Proposed amendments to the foreign bribery offence in the Criminal Code Act 1995
Submissions closed 1 May 2017
The Australian Government explored possible reform options to improve the effectiveness of the offence in addressing foreign bribery, and to remove unnecessary barriers to successful prosecution.
These reforms would create an incentive for companies to implement more effective measures to prevent bribery and promote a culture of integrity. It would also involve guidance for business on effective compliance programs to prevent bribery. Work is also underway in relation to a proposed model for a deferred prosecution agreement scheme in Australia, which may assist with enforcement of the foreign bribery offence.
On 4 April 2017, the Minister for Justice, the Hon Michael Keenan MP, released a public consultation paper on proposed reforms to Australia’s foreign bribery regime.
Foreign bribery is inherently difficult to detect and enforce. Offending is often offshore, with evidence hard to identify and obtain.

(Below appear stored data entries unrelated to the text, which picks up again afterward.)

use std::path::PathBuf;
use thiserror::Error;

/// Errors raised while validating the resolved configuration
#[derive(Error, Debug, Clone, PartialEq, Eq)]
pub enum ConfigError {
    #[error("Missing required setting: {0}")]
    Missing(&'static str),

    #[error("Invalid setting {name}: {reason}")]
    Invalid { name: &'static str, reason: String },
}

/// Errors that can occur when turning user input into a channel or playlist id
#[derive(Error, Debug)]
pub enum ResolveError {
    #[error("Unrecognised channel or playlist reference: {0}")]
    Unrecognised(String),

    #[error("Invalid channel or playlist id: {0:?}")]
    InvalidId(String),

    #[error("No channel found for handle {0}")]
    UnknownHandle(String),

    #[error("Lookup request failed for {url}: {source}")]
    HttpFailed {
        url: String,
        #[source]
        source: reqwest::Error,
    },

    #[error("HTTP error {status} for {url}")]
    HttpStatus { url: String, status: u16 },

    #[error("Malformed lookup response: {0}")]
    Malformed(#[from] serde_json::Error),
}

/// Errors that can occur while paginating the video listing API
#[derive(Error, Debug)]
pub enum EnumerationError {
    #[error("Failed to fetch page {page} from {url}: {source}")]
    FetchFailed {
        url: String,
        page: usize,
        #[source]
        source: reqwest::Error,
    },

    #[error("HTTP error {status} for page {page} ({url})")]
    HttpStatus {
        url: String,
        page: usize,
        status: u16,
    },

    #[error("Malformed listing page {page}: {source}")]
    Malformed {
        page: usize,
        #[source]
        source: serde_json::Error,
    },

    #[error("Invalid listing URL: {0}")]
    InvalidUrl(#[from] url::ParseError),
}

/// Errors that can occur while resolving, downloading or transcoding a video
#[derive(Error, Debug)]
pub enum FetchError {
    #[error("Failed to run {tool}: {message}")]
    Tool { tool: String, message: String },

    #[error("Malformed metadata for {url}: {source}")]
    Metadata {
        url: String,
        #[source]
        source: serde_json::Error,
    },

    #[error("No audio stream available for {0}")]
    NoAudioStream(String),

    #[error("HTTP request failed for {url}: {source}")]
    HttpFailed {
        url: String,
        #[source]
        source: reqwest::Error,
    },

    #[error("HTTP error {status} for {url}")]
    HttpStatus { url: String, status: u16 },

    #[error("Stream error while downloading {url}: {source}")]
    StreamFailed {
        url: String,
        #[source]
        source: reqwest::Error,
    },

    #[error("Failed to write {path}: {source}")]
    FileWriteFailed {
        path: PathBuf,
        #[source]
        source: std::io::Error,
    },

    #[error("Transcode of {path} failed: {message}")]
    TranscodeFailed { path: PathBuf, message: String },
}

/// Errors raised by object storage
#[derive(Error, Debug)]
pub enum StorageError {
    #[error("Failed to read {path}: {source}")]
    ReadFailed {
        path: PathBuf,
        #[source]
        source: std::io::Error,
    },

    #[error("Storage request failed for {url}: {source}")]
    HttpFailed {
        url: String,
        #[source]
        source: reqwest::Error,
    },

    #[error("HTTP error {status} for {url}")]
    HttpStatus { url: String, status: u16 },
}

/// Errors raised by the podcast host
#[derive(Error, Debug)]
pub enum PublishError {
    #[error("Audio URL is not reachable: {0}")]
    AudioUnreachable(String),

    #[error("Podcast host request failed for {url}: {source}")]
    HttpFailed {
        url: String,
        #[source]
        source: reqwest::Error,
    },

    #[error("Podcast host rejected the request with HTTP {status}")]
    Rejected { status: u16, body: String },

    #[error("Podcast host kept answering HTTP {status} after {attempts} attempts")]
    RetriesExhausted { status: u16, attempts: u32 },

    #[error("Malformed podcast host response: {0}")]
    Malformed(#[from] serde_json::Error),

    #[error("Episode {episode_id} was still processing after {attempts} status checks")]
    PollTimedOut { episode_id: u64, attempts: u32 },

    #[error("Cancelled")]
    Cancelled,
}

/// Job-fatal errors; any of these aborts the whole conversion
#[derive(Error, Debug)]
pub enum ConversionError {
    #[error("Configuration error: {0}")]
    Config(#[from] ConfigError),

    #[error("Resolution error: {0}")]
    Resolve(#[from] ResolveError),

    #[error("Enumeration error: {0}")]
    Enumeration(#[from] EnumerationError),

    #[error("Failed to prepare work directory {path}: {source}")]
    WorkDir {
        path: PathBuf,
        #[source]
        source: std::io::Error,
    },
}
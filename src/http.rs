// This Source Code Form is subject to the terms of the Mozilla Public
// License, v. 2.0. If a copy of the MPL was not distributed with this
// file, You can obtain one at https://mozilla.org/MPL/2.0/.

use async_trait::async_trait;
use bytes::Bytes;
use futures::Stream;
use std::pin::Pin;

pub use reqwest::Method;

/// A streaming response body
pub type ByteStream = Pin<Box<dyn Stream<Item = Result<Bytes, reqwest::Error>> + Send>>;

/// HTTP response with status, content length, and body stream
pub struct HttpResponse {
    /// HTTP status code
    pub status: u16,
    /// Content-Length header value, if present
    pub content_length: Option<u64>,
    /// Response body as a stream of bytes
    pub body: ByteStream,
}

/// A fully described request for API calls with small bodies
#[derive(Debug, Clone)]
pub struct HttpRequest {
    pub method: Method,
    pub url: String,
    pub headers: Vec<(String, String)>,
    pub body: Option<Bytes>,
}

impl HttpRequest {
    pub fn new(method: Method, url: impl Into<String>) -> Self {
        Self {
            method,
            url: url.into(),
            headers: Vec::new(),
            body: None,
        }
    }

    pub fn get(url: impl Into<String>) -> Self {
        Self::new(Method::GET, url)
    }

    /// Add a header
    pub fn header(mut self, name: impl Into<String>, value: impl Into<String>) -> Self {
        self.headers.push((name.into(), value.into()));
        self
    }

    /// Attach a JSON body and the matching content type
    pub fn json(self, value: &serde_json::Value) -> Self {
        let body = Bytes::from(value.to_string());
        self.header("Content-Type", "application/json").body(body)
    }

    pub fn body(mut self, body: impl Into<Bytes>) -> Self {
        self.body = Some(body.into());
        self
    }

    /// Look up a header value, case-insensitively
    pub fn header_value(&self, name: &str) -> Option<&str> {
        self.headers
            .iter()
            .find(|(key, _)| key.eq_ignore_ascii_case(name))
            .map(|(_, value)| value.as_str())
    }
}

/// Buffered response to an [`HttpRequest`]
#[derive(Debug, Clone)]
pub struct HttpReply {
    pub status: u16,
    pub body: Bytes,
}

impl HttpReply {
    pub fn is_success(&self) -> bool {
        (200..300).contains(&self.status)
    }

    /// Body as lossy UTF-8, for error messages
    pub fn text(&self) -> String {
        String::from_utf8_lossy(&self.body).into_owned()
    }
}

/// HTTP client abstraction for testability
///
/// Every network call the pipeline makes goes through this trait, so tests
/// can swap in a fake transport.
#[async_trait]
pub trait HttpClient: Send + Sync {
    /// Send a request and buffer the whole response body
    async fn send(&self, request: HttpRequest) -> Result<HttpReply, reqwest::Error>;

    /// Get a streaming response for large downloads
    async fn get_stream(
        &self,
        url: &str,
        headers: &[(String, String)],
    ) -> Result<HttpResponse, reqwest::Error>;

    /// Fetch the entire response body as bytes
    async fn get_bytes(&self, url: &str) -> Result<HttpReply, reqwest::Error> {
        self.send(HttpRequest::get(url)).await
    }

    /// Issue a HEAD request and return only the status code
    async fn head(&self, url: &str) -> Result<u16, reqwest::Error> {
        let reply = self.send(HttpRequest::new(Method::HEAD, url)).await?;
        Ok(reply.status)
    }
}

/// Default HTTP client implementation using reqwest
#[derive(Clone)]
pub struct ReqwestClient {
    client: reqwest::Client,
}

impl ReqwestClient {
    /// Create a new ReqwestClient with default settings
    pub fn new() -> Self {
        Self {
            client: reqwest::Client::new(),
        }
    }

    /// Create a new ReqwestClient with a custom reqwest::Client
    pub fn with_client(client: reqwest::Client) -> Self {
        Self { client }
    }
}

impl Default for ReqwestClient {
    fn default() -> Self {
        Self::new()
    }
}

#[async_trait]
impl HttpClient for ReqwestClient {
    async fn send(&self, request: HttpRequest) -> Result<HttpReply, reqwest::Error> {
        tracing::debug!(method = %request.method, url = %request.url, "HTTP request");

        let mut builder = self.client.request(request.method, &request.url);
        for (name, value) in &request.headers {
            builder = builder.header(name.as_str(), value.as_str());
        }
        if let Some(body) = request.body {
            builder = builder.body(body);
        }

        let response = builder.send().await?;
        let status = response.status().as_u16();
        let body = response.bytes().await?;

        Ok(HttpReply { status, body })
    }

    async fn get_stream(
        &self,
        url: &str,
        headers: &[(String, String)],
    ) -> Result<HttpResponse, reqwest::Error> {
        let mut builder = self.client.get(url);
        for (name, value) in headers {
            builder = builder.header(name.as_str(), value.as_str());
        }

        let response = builder.send().await?;
        let status = response.status().as_u16();
        let content_length = response.content_length();

        let body: ByteStream = Box::pin(response.bytes_stream());

        Ok(HttpResponse {
            status,
            content_length,
            body,
        })
    }
}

It can be easily concealed—with bribes disguised as agent fees or other seemingly legitimate expenses.
Australia has been a committed party to the OECD Convention on Combating Bribery of Foreign Public Officials in International Business Transactions (the Anti-Bribery Convention) since 1999. The Anti-Bribery Convention obliges States parties to criminalise the bribery of foreign public officials and implement a range of related measures to make this criminalisation effective.

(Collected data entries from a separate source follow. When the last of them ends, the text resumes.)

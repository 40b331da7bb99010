use std::path::{Path, PathBuf};
use std::sync::Arc;
use std::time::Duration;

use futures::StreamExt;
use tokio::fs::File;
use tokio::io::AsyncWriteExt;

use crate::error::FetchError;
use crate::http::HttpClient;
use crate::model::VideoRef;

use super::filename::{audio_filename, download_filename, is_target_format};
use super::probe::{AudioStream, MediaProbe};
use super::transcode::Transcoder;

/// A video plus the metadata needed to filter it
#[derive(Debug, Clone, PartialEq)]
pub struct CandidateItem {
    pub video: VideoRef,
    pub title: String,
    pub duration: Option<Duration>,
    pub stream: Option<AudioStream>,
}

/// A local audio file ready for upload
#[derive(Debug, Clone)]
pub struct FetchedAudio {
    pub path: PathBuf,
    pub filename: String,
    pub bytes_downloaded: u64,
}

/// Resolves metadata, downloads the chosen stream and converts it to mp3
#[derive(Clone)]
pub struct MediaFetcher {
    probe: Arc<dyn MediaProbe>,
    transcoder: Arc<dyn Transcoder>,
}

impl MediaFetcher {
    pub fn new(probe: Arc<dyn MediaProbe>, transcoder: Arc<dyn Transcoder>) -> Self {
        Self { probe, transcoder }
    }

    /// Look up title, duration and the best stream for a video
    pub async fn inspect(&self, video: &VideoRef) -> Result<CandidateItem, FetchError> {
        let info = self.probe.probe(&video.url).await?;
        Ok(CandidateItem {
            video: video.clone(),
            title: info.title,
            duration: info.duration,
            stream: info.stream,
        })
    }

    /// Download the candidate's stream into `dir` and transcode it if needed.
    ///
    /// Intermediate files are removed on both success and failure.
    pub async fn fetch<C: HttpClient>(
        &self,
        client: &C,
        candidate: &CandidateItem,
        dir: &Path,
    ) -> Result<FetchedAudio, FetchError> {
        let stream = candidate
            .stream
            .as_ref()
            .ok_or_else(|| FetchError::NoAudioStream(candidate.video.url.clone()))?;

        let filename = audio_filename(&candidate.title);
        let audio_path = dir.join(&filename);

        if is_target_format(&stream.extension) {
            let bytes_downloaded = download_stream(client, stream, &audio_path).await?;
            return Ok(FetchedAudio {
                path: audio_path,
                filename,
                bytes_downloaded,
            });
        }

        let download_path = dir.join(download_filename(&candidate.title, &stream.extension));
        let bytes_downloaded = download_stream(client, stream, &download_path).await?;

        tracing::debug!(input = %download_path.display(), output = %audio_path.display(), "Transcoding");
        let transcoded = self.transcoder.transcode(&download_path, &audio_path).await;
        remove_quietly(&download_path).await;

        if let Err(e) = transcoded {
            remove_quietly(&audio_path).await;
            return Err(e);
        }

        Ok(FetchedAudio {
            path: audio_path,
            filename,
            bytes_downloaded,
        })
    }
}

/// Stream a remote file to disk via a `.partial` file that is renamed on completion
pub(crate) async fn download_stream<C: HttpClient>(
    client: &C,
    stream: &AudioStream,
    output_path: &Path,
) -> Result<u64, FetchError> {
    let partial_path = partial_path(output_path);
    let result = write_stream(client, stream, &partial_path).await;

    match result {
        Ok(bytes) => {
            tokio::fs::rename(&partial_path, output_path)
                .await
                .map_err(|e| FetchError::FileWriteFailed {
                    path: output_path.to_path_buf(),
                    source: e,
                })?;
            Ok(bytes)
        }
        Err(e) => {
            remove_quietly(&partial_path).await;
            Err(e)
        }
    }
}

async fn write_stream<C: HttpClient>(
    client: &C,
    stream: &AudioStream,
    path: &Path,
) -> Result<u64, FetchError> {
    let url = stream.url.as_str();

    let response = client
        .get_stream(url, &stream.headers)
        .await
        .map_err(|e| FetchError::HttpFailed {
            url: url.to_string(),
            source: e,
        })?;

    if response.status >= 400 {
        return Err(FetchError::HttpStatus {
            url: url.to_string(),
            status: response.status,
        });
    }

    let mut file = File::create(path)
        .await
        .map_err(|e| FetchError::FileWriteFailed {
            path: path.to_path_buf(),
            source: e,
        })?;

    let mut bytes_downloaded: u64 = 0;
    let mut body = response.body;

    while let Some(chunk_result) = body.next().await {
        let chunk = chunk_result.map_err(|e| FetchError::StreamFailed {
            url: url.to_string(),
            source: e,
        })?;

        file.write_all(&chunk)
            .await
            .map_err(|e| FetchError::FileWriteFailed {
                path: path.to_path_buf(),
                source: e,
            })?;

        bytes_downloaded += chunk.len() as u64;
    }

    file.flush()
        .await
        .map_err(|e| FetchError::FileWriteFailed {
            path: path.to_path_buf(),
            source: e,
        })?;

    Ok(bytes_downloaded)
}

fn partial_path(path: &Path) -> PathBuf {
    let mut name = path.as_os_str().to_owned();
    name.push(".partial");
    PathBuf::from(name)
}

async fn remove_quietly(path: &Path) {
    if let Err(e) = tokio::fs::remove_file(path).await
        && e.kind() != std::io::ErrorKind::NotFound
    {
        tracing::warn!(path = %path.display(), error = %e, "Failed to remove file");
    }
}
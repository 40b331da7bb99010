mod list;
mod resolve;

pub use list::{VideoLister, VideoPages, watch_url};
pub use resolve::{Reference, SourceResolver, YouTubeResolver, parse_source};
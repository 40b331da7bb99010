use std::collections::HashMap;
use std::sync::{Arc, Mutex, PoisonError};

use chrono::{DateTime, Utc};
use tokio::sync::broadcast;

use crate::model::JobId;

/// Default buffer per topic; slow observers lose the oldest messages
const DEFAULT_TOPIC_CAPACITY: usize = 256;

/// Rough classification of a status message
#[derive(Debug, Clone, Copy, PartialEq, Eq)]
pub enum StatusKind {
    Progress,
    ItemDone,
    ItemSkipped,
    ItemFailed,
    /// The job was aborted; emitted at most once per job
    Fatal,
    /// The job stopped early on request
    Cancelled,
    /// Final summary
    Completed,
}

/// A single progress message for one job
#[derive(Debug, Clone)]
pub struct StatusEvent {
    pub job_id: JobId,
    pub kind: StatusKind,
    pub message: String,
    pub timestamp: DateTime<Utc>,
}

/// Destination for status events.
///
/// Implementations must tolerate concurrent publishers, since every running
/// job shares the same sink.
pub trait StatusSink: Send + Sync {
    fn publish(&self, event: StatusEvent);
}

/// A shared reference to a status sink
pub type SharedStatusSink = Arc<dyn StatusSink>;

/// A sink that silently drops every event.
/// Useful for tests or quiet mode.
#[derive(Debug, Default, Clone, Copy)]
pub struct NoopSink;

impl StatusSink for NoopSink {
    fn publish(&self, _event: StatusEvent) {}
}

impl NoopSink {
    pub fn shared() -> SharedStatusSink {
        Arc::new(Self)
    }
}

/// Publish/subscribe hub with one topic per job.
///
/// Delivery is best-effort: an observer only sees events emitted after it
/// subscribed, and a lagging observer may miss some.
pub struct StatusHub {
    topics: Mutex<HashMap<JobId, broadcast::Sender<StatusEvent>>>,
    all: broadcast::Sender<StatusEvent>,
    capacity: usize,
}

impl StatusHub {
    pub fn new(capacity: usize) -> Self {
        let (all, _) = broadcast::channel(capacity);
        Self {
            topics: Mutex::new(HashMap::new()),
            all,
            capacity,
        }
    }

    pub fn shared() -> Arc<Self> {
        Arc::new(Self::default())
    }

    /// Subscribe to one job's events
    pub fn subscribe(&self, job_id: JobId) -> broadcast::Receiver<StatusEvent> {
        let mut topics = self.topics.lock().unwrap_or_else(PoisonError::into_inner);
        topics
            .entry(job_id)
            .or_insert_with(|| broadcast::channel(self.capacity).0)
            .subscribe()
    }

    /// Subscribe to the events of every job
    pub fn subscribe_all(&self) -> broadcast::Receiver<StatusEvent> {
        self.all.subscribe()
    }

    /// Drop a finished job's topic; its subscribers see the channel close
    pub fn close(&self, job_id: JobId) {
        let mut topics = self.topics.lock().unwrap_or_else(PoisonError::into_inner);
        topics.remove(&job_id);
    }
}

impl Default for StatusHub {
    fn default() -> Self {
        Self::new(DEFAULT_TOPIC_CAPACITY)
    }
}

impl StatusSink for StatusHub {
    fn publish(&self, event: StatusEvent) {
        {
            let topics = self.topics.lock().unwrap_or_else(PoisonError::into_inner);
            if let Some(topic) = topics.get(&event.job_id) {
                // No subscribers is fine
                let _ = topic.send(event.clone());
            }
        }
        let _ = self.all.send(event);
    }
}

/// Emitter bound to one job; stamps and logs every message
#[derive(Clone)]
pub struct JobStatus {
    job_id: JobId,
    sink: SharedStatusSink,
}

impl JobStatus {
    pub fn new(job_id: JobId, sink: SharedStatusSink) -> Self {
        Self { job_id, sink }
    }

    pub fn job_id(&self) -> JobId {
        self.job_id
    }

    pub fn emit(&self, kind: StatusKind, message: impl Into<String>) {
        let message = message.into();

        match kind {
            StatusKind::Fatal => tracing::error!(job_id = %self.job_id, "{message}"),
            StatusKind::ItemFailed => tracing::warn!(job_id = %self.job_id, "{message}"),
            _ => tracing::info!(job_id = %self.job_id, "{message}"),
        }

        self.sink.publish(StatusEvent {
            job_id: self.job_id,
            kind,
            message,
            timestamp: Utc::now(),
        });
    }

    pub fn progress(&self, message: impl Into<String>) {
        self.emit(StatusKind::Progress, message);
    }
}
use std::path::Path;

use async_trait::async_trait;
use sha2::{Digest, Sha256};
use tokio::io::AsyncReadExt;

use crate::error::StorageError;
use crate::http::{HttpClient, HttpRequest, Method};

/// Public URL of an object; deterministic, never signed
pub fn public_url(bucket: &str, key: &str) -> String {
    format!("https://{bucket}/{key}")
}

/// Durable object storage for audio files
#[async_trait]
pub trait ObjectStore: Send + Sync {
    /// Upload a local file and return its public URL.
    ///
    /// `sha256` is the hex digest of the file as computed by [`file_digest`].
    async fn put(
        &self,
        local_path: &Path,
        sha256: &str,
        bucket: &str,
        key: &str,
    ) -> Result<String, StorageError>;

    async fn delete(&self, bucket: &str, key: &str) -> Result<(), StorageError>;
}

/// Hex SHA-256 digest of a file, read in chunks
pub async fn file_digest(path: &Path) -> Result<String, StorageError> {
    let read_failed = |e| StorageError::ReadFailed {
        path: path.to_path_buf(),
        source: e,
    };

    let mut file = tokio::fs::File::open(path).await.map_err(read_failed)?;
    let mut hasher = Sha256::new();
    let mut buffer = vec![0u8; 64 * 1024];

    loop {
        let read = file.read(&mut buffer).await.map_err(read_failed)?;
        if read == 0 {
            break;
        }
        hasher.update(&buffer[..read]);
    }

    Ok(format!("{:x}", hasher.finalize()))
}

/// Object store speaking plain HTTP `PUT`/`DELETE` against `{endpoint}/{bucket}/{key}`
pub struct HttpObjectStore<C> {
    client: C,
    endpoint: String,
    auth_token: Option<String>,
}

impl<C: HttpClient> HttpObjectStore<C> {
    pub fn new(client: C, endpoint: impl Into<String>) -> Self {
        Self {
            client,
            endpoint: endpoint.into(),
            auth_token: None,
        }
    }

    pub fn with_auth_token(mut self, token: impl Into<String>) -> Self {
        self.auth_token = Some(token.into());
        self
    }

    fn object_url(&self, bucket: &str, key: &str) -> String {
        format!("{}/{bucket}/{key}", self.endpoint.trim_end_matches('/'))
    }

    fn authorize(&self, request: HttpRequest) -> HttpRequest {
        match &self.auth_token {
            Some(token) => request.header("Authorization", format!("Bearer {token}")),
            None => request,
        }
    }
}

#[async_trait]
impl<C: HttpClient> ObjectStore for HttpObjectStore<C> {
    async fn put(
        &self,
        local_path: &Path,
        sha256: &str,
        bucket: &str,
        key: &str,
    ) -> Result<String, StorageError> {
        let data = tokio::fs::read(local_path)
            .await
            .map_err(|e| StorageError::ReadFailed {
                path: local_path.to_path_buf(),
                source: e,
            })?;

        let url = self.object_url(bucket, key);
        let request = HttpRequest::new(Method::PUT, &url)
            .header("Content-Type", "audio/mpeg")
            .header("x-amz-content-sha256", sha256)
            .body(data);

        let reply = self
            .client
            .send(self.authorize(request))
            .await
            .map_err(|e| StorageError::HttpFailed {
                url: url.clone(),
                source: e,
            })?;

        if !reply.is_success() {
            return Err(StorageError::HttpStatus {
                url,
                status: reply.status,
            });
        }

        tracing::debug!(%bucket, %key, "Stored object");
        Ok(public_url(bucket, key))
    }

    async fn delete(&self, bucket: &str, key: &str) -> Result<(), StorageError> {
        let url = self.object_url(bucket, key);
        let request = self.authorize(HttpRequest::new(Method::DELETE, &url));

        let reply = self
            .client
            .send(request)
            .await
            .map_err(|e| StorageError::HttpFailed {
                url: url.clone(),
                source: e,
            })?;

        // Already gone counts as deleted
        if reply.is_success() || reply.status == 404 {
            Ok(())
        } else {
            Err(StorageError::HttpStatus {
                url,
                status: reply.status,
            })
        }
    }
}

Australia has given effect to these obligations through the foreign bribery offence in section 70.2 of the Criminal Code Act 1995, which carries significant penalties for individuals and companies. The offence in its current form poses challenges for typical cases of foreign bribery, which may involve the use of third party agents or intermediaries, instances of wilful blindness by senior management to activities occurring within their companies and a lack of readily available written evidence.